Collected data
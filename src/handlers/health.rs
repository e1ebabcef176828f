//! Health check handlers

use axum::{extract::State, http::StatusCode, routing::get, Json, Router};
use serde::Serialize;

use crate::state::AppState;

/// Health check response
#[derive(Debug, Serialize)]
pub struct HealthResponse {
    pub status: String,
    pub version: String,
    pub database: bool,
    pub queue: bool,
}

/// Health check endpoint
async fn health_check(State(state): State<AppState>) -> (StatusCode, Json<HealthResponse>) {
    let database = state.store().ping().await.is_ok();
    let queue = state.dispatcher().is_available().await;

    let (status, label) = if database && queue {
        (StatusCode::OK, "healthy")
    } else {
        (StatusCode::SERVICE_UNAVAILABLE, "degraded")
    };

    (
        status,
        Json(HealthResponse {
            status: label.to_string(),
            version: env!("CARGO_PKG_VERSION").to_string(),
            database,
            queue,
        }),
    )
}

/// Health routes
pub fn routes() -> Router<AppState> {
    Router::new().route("/health", get(health_check))
}
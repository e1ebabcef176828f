//! Redis-backed judge queues
//!
//! Each language is a Redis list; payloads are appended with `RPUSH` and
//! workers pop from the head.

use async_trait::async_trait;
use redis::aio::{ConnectionManager, ConnectionManagerConfig};
use redis::{AsyncCommands, Client};
use tokio::sync::RwLock;

use super::{QueueError, WorkQueue};
use crate::config::DispatchConfig;

/// Retries the connection manager makes on its own before giving up
const MANAGER_RETRIES: usize = 1;

/// Redis list queue client
pub struct RedisQueue {
    client: Client,
    manager_config: ConnectionManagerConfig,
    /// Empty until the first successful connect
    conn: RwLock<Option<ConnectionManager>>,
}

impl RedisQueue {
    /// Open a client for `url` and try to establish the first connection.
    ///
    /// An unreachable server is not an error here: the queue starts
    /// disconnected and the dispatcher's reconnect policy connects it later.
    /// Only an invalid URL fails.
    pub async fn connect(url: &str, config: &DispatchConfig) -> Result<Self, QueueError> {
        let client = Client::open(url)?;
        let manager_config = manager_config(config);

        let conn = match ConnectionManager::new_with_config(client.clone(), manager_config.clone())
            .await
        {
            Ok(conn) => Some(conn),
            Err(e) => {
                tracing::warn!(error = %e, "Redis unreachable at startup, continuing disconnected");
                None
            }
        };

        Ok(Self {
            client,
            manager_config,
            conn: RwLock::new(conn),
        })
    }

    /// Whether a connection has ever been established
    pub async fn is_connected(&self) -> bool {
        self.conn.read().await.is_some()
    }

    async fn connection(&self) -> Result<ConnectionManager, QueueError> {
        self.conn
            .read()
            .await
            .clone()
            .ok_or_else(|| QueueError::Connection("not connected".to_string()))
    }
}

fn manager_config(config: &DispatchConfig) -> ConnectionManagerConfig {
    ConnectionManagerConfig::new()
        .set_number_of_retries(MANAGER_RETRIES)
        .set_max_delay(config.max_backoff.as_millis() as u64)
        .set_connection_timeout(config.queue_timeout)
        .set_response_timeout(config.queue_timeout)
}

#[async_trait]
impl WorkQueue for RedisQueue {
    async fn ping(&self) -> Result<(), QueueError> {
        let mut conn = self.connection().await?;
        let pong: String = redis::cmd("PING").query_async(&mut conn).await?;
        tracing::trace!(reply = %pong, "Redis ping");
        Ok(())
    }

    async fn reconnect(&self) -> Result<(), QueueError> {
        let fresh =
            ConnectionManager::new_with_config(self.client.clone(), self.manager_config.clone())
                .await?;
        *self.conn.write().await = Some(fresh);
        tracing::info!("Re-established Redis connection");
        Ok(())
    }

    async fn push(&self, key: &str, payload: Vec<u8>) -> Result<(), QueueError> {
        let mut conn = self.connection().await?;
        let depth: i64 = conn.rpush(key, payload).await?;
        tracing::debug!(queue = %key, depth, "Pushed judge payload");
        Ok(())
    }
}
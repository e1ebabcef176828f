//! OnlineJudge - Submission Judging Backend
//!
//! This library provides the core of an online-judge backend: problems with
//! test cases, user submissions, and dispatch of submissions to external
//! language workers through per-language work queues.
//!
//! # Features
//!
//! - Problem editing with test-case reconciliation
//! - Judge payloads rebuilt from the current test cases on every dispatch
//! - Bounded reconnects when the work queue is unreachable
//! - Bulk and per-submission requeueing of unjudged submissions
//!
//! # Architecture
//!
//! The application follows a layered architecture:
//! - **Handlers**: HTTP request handlers (thin layer)
//! - **Services**: Business logic
//! - **Store / Repositories**: Transactional database access
//! - **Queue**: Work queue client
//! - **Models**: Domain models

pub mod config;
pub mod constants;
pub mod db;
pub mod error;
pub mod handlers;
pub mod middleware;
pub mod models;
pub mod queue;
pub mod services;
pub mod state;
pub mod utils;

#[cfg(test)]
pub(crate) mod test_utils;

// Re-export commonly used types
pub use config::Config;
pub use error::{AppError, AppResult};
pub use state::AppState;
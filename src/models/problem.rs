//! Problem model

use serde::{Deserialize, Serialize};
use sqlx::FromRow;

/// Problem database model
#[derive(Debug, Clone, PartialEq, FromRow, Serialize, Deserialize)]
pub struct Problem {
    pub id: i32,
    pub title: String,
    pub description: String,
}
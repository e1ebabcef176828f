//! Judge payload model
//!
//! The record a language worker pops off its queue. It is rebuilt from the
//! submission and the problem's current test cases on every dispatch and is
//! never persisted.

use serde::{Deserialize, Serialize};

use super::{Submission, TestCase};

/// Wire record consumed by the judge workers
#[derive(Debug, Clone, PartialEq, Serialize, Deserialize)]
#[serde(rename_all = "camelCase")]
pub struct JudgePayload {
    pub submission_id: i32,
    pub language: String,
    pub code: String,
    pub test_cases: Vec<JudgeTestCase>,
}

/// Test case as seen by a worker (no id, no comment)
#[derive(Debug, Clone, PartialEq, Serialize, Deserialize)]
#[serde(rename_all = "camelCase")]
pub struct JudgeTestCase {
    pub input: String,
    pub expected_output: String,
    pub score: i32,
    pub timeout_seconds: f64,
}

impl JudgePayload {
    /// Assemble the payload for `submission` from its problem's test cases,
    /// keeping their order.
    pub fn build(submission: &Submission, test_cases: &[TestCase]) -> Self {
        debug_assert!(
            test_cases.iter().all(|tc| tc.problem_id == submission.problem_id),
            "test cases must belong to the submission's problem"
        );

        Self {
            submission_id: submission.id,
            language: submission.language.clone(),
            code: submission.code.clone(),
            test_cases: test_cases.iter().map(JudgeTestCase::from).collect(),
        }
    }

    /// Nothing to judge
    pub fn is_empty(&self) -> bool {
        self.test_cases.is_empty()
    }

    /// Name of the queue this payload belongs on (the language, verbatim)
    pub fn queue_key(&self) -> &str {
        &self.language
    }

    /// Serialize to the JSON bytes pushed onto the queue
    pub fn to_bytes(&self) -> Result<Vec<u8>, serde_json::Error> {
        serde_json::to_vec(self)
    }
}

impl From<&TestCase> for JudgeTestCase {
    fn from(tc: &TestCase) -> Self {
        Self {
            input: tc.input.clone(),
            expected_output: tc.expected_output.clone(),
            score: tc.score,
            timeout_seconds: tc.timeout_seconds,
        }
    }
}
//! Database module
//!
//! This module handles database connections, migrations, and repositories.

pub mod connection;
pub mod repositories;
pub mod store;

use sqlx::PgPool;

pub use connection::*;
pub use store::{PgStore, Store, StoreTx};

/// Run database migrations
pub async fn run_migrations(pool: &PgPool) -> Result<(), sqlx::migrate::MigrateError> {
    sqlx::migrate!("./migrations").run(pool).await
}
//! HTTP Request Handlers
//!
//! This module contains all HTTP request handlers organized by domain.

pub mod health;
pub mod problems;
pub mod submissions;
pub mod users;

use axum::{middleware, Router};

use crate::{
    constants::API_BASE_PATH,
    middleware::{logging_middleware, optional_auth_middleware},
    state::AppState,
};

/// Create all API routes
pub fn routes() -> Router<AppState> {
    Router::new()
        .merge(health::routes())
        .nest("/users", users::routes())
        .nest("/problems", problems::routes())
        .nest("/submissions", submissions::routes())
}

/// Build the application router with authentication and request logging
pub fn app(state: AppState) -> Router {
    Router::new()
        .nest(API_BASE_PATH, routes())
        .layer(middleware::from_fn(logging_middleware))
        .layer(middleware::from_fn_with_state(
            state.clone(),
            optional_auth_middleware,
        ))
        .with_state(state)
}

Directions
Retype only the stretch of lines above starting at the one with "handlers (thin layer)" and stopping at the one with "pub struct JudgePayload", exactly as written, with both kept.

Answer section
//! - **Handlers**: HTTP request handlers (thin layer)
//! - **Services**: Business logic
//! - **Store / Repositories**: Transactional database access
//! - **Queue**: Work queue client
//! - **Models**: Domain models

pub mod config;
pub mod constants;
pub mod db;
pub mod error;
pub mod handlers;
pub mod middleware;
pub mod models;
pub mod queue;
pub mod services;
pub mod state;
pub mod utils;

#[cfg(test)]
pub(crate) mod test_utils;

// Re-export commonly used types
pub use config::Config;
pub use error::{AppError, AppResult};
pub use state::AppState;
filename src/models/problem.rs
//! Problem model

use serde::{Deserialize, Serialize};
use sqlx::FromRow;

/// Problem database model
#[derive(Debug, Clone, PartialEq, FromRow, Serialize, Deserialize)]
pub struct Problem {
    pub id: i32,
    pub title: String,
    pub description: String,
}
repository e1ebabcef176828f
//! Judge payload model
//!
//! The record a language worker pops off its queue. It is rebuilt from the
//! submission and the problem's current test cases on every dispatch and is
//! never persisted.

use serde::{Deserialize, Serialize};

use super::{Submission, TestCase};

/// Wire record consumed by the judge workers
#[derive(Debug, Clone, PartialEq, Serialize, Deserialize)]
#[serde(rename_all = "camelCase")]
pub struct JudgePayload {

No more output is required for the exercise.